Information given:
****************

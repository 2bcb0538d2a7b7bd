//! Parallel page workers.
//!
//! ## Shape
//!
//! ```text
//!  tasks ──▶ stream::iter ──▶ spawn_blocking × k ──▶ buffered(k) ──▶ results
//!            (page order)     (k = workers)          (page order)
//! ```
//!
//! At most `workers` page tasks run at once, each on its own blocking thread.
//! Each task re-reads the source bytes and opens its own document, so no
//! document handle or buffer is shared. `buffered` yields results in the
//! order the tasks were submitted, no matter which task finished first.
//!
//! ## Isolation
//!
//! Open, render and encode failures become a failed [`PageResult`]. A task
//! that panics is reported as [`PageError::WorkerLost`] for its page; its
//! siblings keep running. `run` always returns exactly one result per task.

use crate::error::{PageError, RenderError};
use crate::output::{PageResult, PageTask};
use crate::pipeline::encode::ImageEncoder;
use crate::pipeline::render::PageRenderer;
use futures::stream::{self, StreamExt};
use std::sync::Arc;
use tokio::task::JoinError;
use tracing::{debug, error};

/// A fixed-size pool of page-render workers.
#[derive(Clone)]
pub struct WorkerPool {
    workers: usize,
    scale: f32,
    renderer: Arc<dyn PageRenderer>,
    encoder: Arc<dyn ImageEncoder>,
}

impl WorkerPool {
    pub fn new(
        workers: usize,
        scale: f32,
        renderer: Arc<dyn PageRenderer>,
        encoder: Arc<dyn ImageEncoder>,
    ) -> Self {
        Self {
            workers: workers.max(1),
            scale,
            renderer,
            encoder,
        }
    }

    pub fn workers(&self) -> usize {
        self.workers
    }

    /// Run every task and wait for all of them.
    ///
    /// Returns one result per task, in the order the tasks were given.
    pub async fn run(&self, tasks: Vec<PageTask>) -> Vec<PageResult> {
        if tasks.is_empty() {
            return Vec::new();
        }
        debug!(
            "Dispatching {} page tasks to {} workers",
            tasks.len(),
            self.workers.min(tasks.len())
        );

        stream::iter(tasks.into_iter().map(|task| {
            let renderer = Arc::clone(&self.renderer);
            let encoder = Arc::clone(&self.encoder);
            let scale = self.scale;
            async move {
                let page = task.page_num();
                let joined = tokio::task::spawn_blocking(move || {
                    render_page(&task, renderer.as_ref(), encoder.as_ref(), scale)
                })
                .await;
                joined.unwrap_or_else(|e| lost(page, e))
            }
        }))
        .buffered(self.workers)
        .collect()
        .await
    }
}

/// Failed result for a task whose blocking thread panicked or was cancelled.
fn lost(page: usize, e: JoinError) -> PageResult {
    let detail = if e.is_panic() {
        format!("task panicked: {}", panic_message(&*e.into_panic()))
    } else {
        format!("task cancelled: {e}")
    };
    error!("Page {} worker lost: {}", page, detail);
    PageResult::failed(PageError::WorkerLost { page, detail })
}

/// Open, render and persist one page.
pub fn render_page(
    task: &PageTask,
    renderer: &dyn PageRenderer,
    encoder: &dyn ImageEncoder,
    scale: f32,
) -> PageResult {
    let page = task.page_num();

    let bytes = match std::fs::read(&task.source) {
        Ok(bytes) => bytes,
        Err(e) => {
            return PageResult::failed(PageError::Open {
                page,
                detail: e.to_string(),
            })
        }
    };

    let image = match renderer.render(&bytes, task.page_index, scale) {
        Ok(image) => image,
        Err(RenderError::Open(detail)) => return PageResult::failed(PageError::Open { page, detail }),
        Err(RenderError::Page(detail)) => {
            return PageResult::failed(PageError::Render { page, detail })
        }
    };
    drop(bytes);

    let dest = task.output_path(encoder.extension());
    match encoder.write(&image, &dest) {
        Ok(()) => PageResult::saved(page, dest),
        Err(e) => PageResult::failed(PageError::Encode {
            page,
            detail: e.to_string(),
        }),
    }
}

fn panic_message(payload: &(dyn std::any::Any + Send)) -> String {
    if let Some(s) = payload.downcast_ref::<&str>() {
        (*s).to_string()
    } else if let Some(s) = payload.downcast_ref::<String>() {
        s.clone()
    } else {
        "unknown panic".to_string()
    }
}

****************

Task objective: Output the listing verbatim through the "render and encode" line.

Completed task:
repository 2bcb0538d2a7b7bd
//! Parallel page workers.
//!
//! ## Shape
//!
//! ```text
//!  tasks ──▶ stream::iter ──▶ spawn_blocking × k ──▶ buffered(k) ──▶ results
//!            (page order)     (k = workers)          (page order)
//! ```
//!
//! At most `workers` page tasks run at once, each on its own blocking thread.
//! Each task re-reads the source bytes and opens its own document, so no
//! document handle or buffer is shared. `buffered` yields results in the
//! order the tasks were submitted, no matter which task finished first.
//!
//! ## Isolation
//!
//! Open, render and encode failures become a failed [`PageResult`]. A task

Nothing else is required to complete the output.